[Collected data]
//! Stage partitioning and the deal move operation.

use crate::notifications::{Notification, NotificationAction, NotificationLevel, Notifications};
use crate::state::LoadState;
use chrono::Utc;
use dealflow_core::{
    validate_deal_draft, validate_non_negative, CrmResult, Deal, DealDraft, Priority, RecordId,
    Stage, StageId,
};
use dealflow_storage::RecordStore;
use std::sync::Arc;
use tracing::{debug, warn};

/// One pipeline column: a stage, its member deals, and their summed value.
#[derive(Debug, Clone, PartialEq)]
pub struct StageColumn {
    pub stage: Stage,
    pub deals: Vec<Deal>,
    pub total_value: f64,
}

impl StageColumn {
    pub fn count(&self) -> usize {
        self.deals.len()
    }
}

/// Partition deals by stage, in stage order.
///
/// Each column holds the deals whose stage id equals that stage's id,
/// preserving the deals' original relative order, plus their summed value.
/// A deal whose stage id matches no stage appears in no column; an empty
/// stage yields an empty column with a zero sum. Recomputed from scratch
/// on every call.
pub fn partition(stages: &[Stage], deals: &[Deal]) -> Vec<StageColumn> {
    stages
        .iter()
        .map(|stage| {
            let members: Vec<Deal> = deals
                .iter()
                .filter(|deal| deal.stage == stage.id)
                .cloned()
                .collect();
            let total_value = members.iter().map(|d| d.value).sum();
            StageColumn {
                stage: stage.clone(),
                deals: members,
                total_value,
            }
        })
        .collect()
}

/// Result of a requested move.
#[derive(Debug, Clone, PartialEq, Eq)]
pub enum MoveOutcome {
    /// The deal was persisted in the target stage and local state updated.
    Moved,
    /// The deal is already in the target stage; nothing was written.
    SameStage,
    /// No deal with that id is loaded; nothing was written.
    UnknownDeal,
}

/// The pipeline view: owns the fetched stage set and deal collection, and
/// applies stage moves and direct field edits against them.
///
/// Mutations are confirm-then-apply: the store write happens first and the
/// in-memory record is replaced only on success. A failed write leaves
/// local state untouched and queues an error notification.
pub struct PipelineBoard {
    store: Arc<dyn RecordStore>,
    state: LoadState,
    stages: Vec<Stage>,
    deals: Vec<Deal>,
    notifications: Notifications,
}

impl PipelineBoard {
    pub fn new(store: Arc<dyn RecordStore>) -> Self {
        Self {
            store,
            state: LoadState::Loading,
            stages: Vec::new(),
            deals: Vec::new(),
            notifications: Notifications::default(),
        }
    }

    /// Fetch the stage set and the full deal collection. Both must load
    /// for the board to become ready; either failure puts the whole view
    /// into the failed state with a retry notification.
    pub async fn load(&mut self) {
        self.state = LoadState::Loading;
        let stages = self.store.stage_list().await;
        let deals = self.store.deal_list().await;
        match (stages, deals) {
            (Ok(mut stages), Ok(deals)) => {
                stages.sort_by_key(|s| s.position);
                debug!(stages = stages.len(), deals = deals.len(), "pipeline loaded");
                self.stages = stages;
                self.deals = deals;
                self.state = LoadState::Ready;
            }
            (Err(err), _) | (_, Err(err)) => {
                warn!(%err, "pipeline load failed");
                self.state = LoadState::Failed("Failed to load pipeline data".to_string());
                self.notifications.push(
                    Notification::new(NotificationLevel::Error, "Failed to load pipeline data")
                        .with_action(NotificationAction::Retry),
                );
            }
        }
    }

    /// Retry action for the failed view state.
    pub async fn reload(&mut self) {
        self.load().await;
    }

    pub fn state(&self) -> &LoadState {
        &self.state
    }

    pub fn stages(&self) -> &[Stage] {
        &self.stages
    }

    pub fn deals(&self) -> &[Deal] {
        &self.deals
    }

    pub fn notifications(&mut self) -> &mut Notifications {
        &mut self.notifications
    }

    /// Current columns, recomputed from the live collections.
    pub fn columns(&self) -> Vec<StageColumn> {
        partition(&self.stages, &self.deals)
    }

    /// Move a deal to another stage.
    ///
    /// Unknown ids and same-stage requests are no-ops that never reach the
    /// store. The caller supplies ids from rendered state, so an unknown
    /// id is unusual but not an error.
    pub async fn move_deal(&mut self, deal_id: RecordId, target: StageId) -> CrmResult<MoveOutcome> {
        let Some(deal) = self.deals.iter().find(|d| d.id == deal_id).cloned() else {
            debug!(deal_id, "move requested for unknown deal");
            return Ok(MoveOutcome::UnknownDeal);
        };
        if deal.stage == target {
            return Ok(MoveOutcome::SameStage);
        }

        let replacement = deal.moved_to(target.clone(), Utc::now());
        match self.store.deal_update(&replacement).await {
            Ok(saved) => {
                self.replace_local(saved);
                let stage_name = self.stage_name(&target);
                self.notifications.push(Notification::new(
                    NotificationLevel::Success,
                    format!("Deal moved to {}", stage_name),
                ));
                Ok(MoveOutcome::Moved)
            }
            Err(err) => {
                warn!(deal_id, %err, "deal move failed");
                self.notifications
                    .push(Notification::new(NotificationLevel::Error, "Failed to move deal"));
                Err(err)
            }
        }
    }

    /// Create a deal from a validated draft.
    pub async fn create_deal(&mut self, draft: &DealDraft) -> CrmResult<Deal> {
        validate_deal_draft(draft)?;
        match self.store.deal_create(draft).await {
            Ok(deal) => {
                self.deals.push(deal.clone());
                self.notifications.push(Notification::new(
                    NotificationLevel::Success,
                    "Deal created successfully",
                ));
                Ok(deal)
            }
            Err(err) => {
                warn!(%err, "deal create failed");
                self.notifications
                    .push(Notification::new(NotificationLevel::Error, "Failed to create deal"));
                Err(err)
            }
        }
    }

    /// Edit a deal's monetary value. Whole-record replacement.
    pub async fn update_value(&mut self, deal_id: RecordId, value: f64) -> CrmResult<()> {
        validate_non_negative("value", value)?;
        let Some(deal) = self.deals.iter().find(|d| d.id == deal_id).cloned() else {
            return Ok(());
        };
        let replacement = Deal {
            value,
            updated_at: Utc::now(),
            ..deal
        };
        self.persist_edit(replacement, "Deal value updated", "Failed to update deal")
            .await
    }

    /// Edit a deal's priority. Whole-record replacement.
    pub async fn update_priority(&mut self, deal_id: RecordId, priority: Priority) -> CrmResult<()> {
        let Some(deal) = self.deals.iter().find(|d| d.id == deal_id).cloned() else {
            return Ok(());
        };
        let replacement = Deal {
            priority,
            updated_at: Utc::now(),
            ..deal
        };
        self.persist_edit(replacement, "Deal priority updated", "Failed to update deal")
            .await
    }

    /// Record an activity against a deal, refreshing its last-activity
    /// timestamp.
    pub async fn log_activity(&mut self, deal_id: RecordId, kind: &str) -> CrmResult<()> {
        let Some(deal) = self.deals.iter().find(|d| d.id == deal_id).cloned() else {
            return Ok(());
        };
        let replacement = deal.logged_activity(kind, Utc::now());
        self.persist_edit(replacement, "Activity logged", "Failed to log activity")
            .await
    }

    /// Delete a deal.
    pub async fn delete_deal(&mut self, deal_id: RecordId) -> CrmResult<()> {
        match self.store.deal_delete(deal_id).await {
            Ok(()) => {
                self.deals.retain(|d| d.id != deal_id);
                self.notifications
                    .push(Notification::new(NotificationLevel::Success, "Deal deleted"));
                Ok(())
            }
            Err(err) => {
                warn!(deal_id, %err, "deal delete failed");
                self.notifications
                    .push(Notification::new(NotificationLevel::Error, "Failed to delete deal"));
                Err(err)
            }
        }
    }

    async fn persist_edit(
        &mut self,
        replacement: Deal,
        success: &str,
        failure: &str,
    ) -> CrmResult<()> {
        match self.store.deal_update(&replacement).await {
            Ok(saved) => {
                self.replace_local(saved);
                self.notifications
                    .push(Notification::new(NotificationLevel::Success, success));
                Ok(())
            }
            Err(err) => {
                warn!(deal_id = replacement.id, %err, "deal edit failed");
                self.notifications
                    .push(Notification::new(NotificationLevel::Error, failure));
                Err(err)
            }
        }
    }

    fn replace_local(&mut self, saved: Deal) {
        if let Some(slot) = self.deals.iter_mut().find(|d| d.id == saved.id) {
            *slot = saved;
        }
    }

    fn stage_name(&self, id: &str) -> String {
        self.stages
            .iter()
            .find(|s| s.id == id)
            .map(|s| s.name.clone())
            .unwrap_or_else(|| id.to_string())
    }
}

TASK DESCRIPTION →
Find the lines that mention "impl" in the entries and show them.

YOUR SOLUTION →
impl StageColumn {
impl PipelineBoard {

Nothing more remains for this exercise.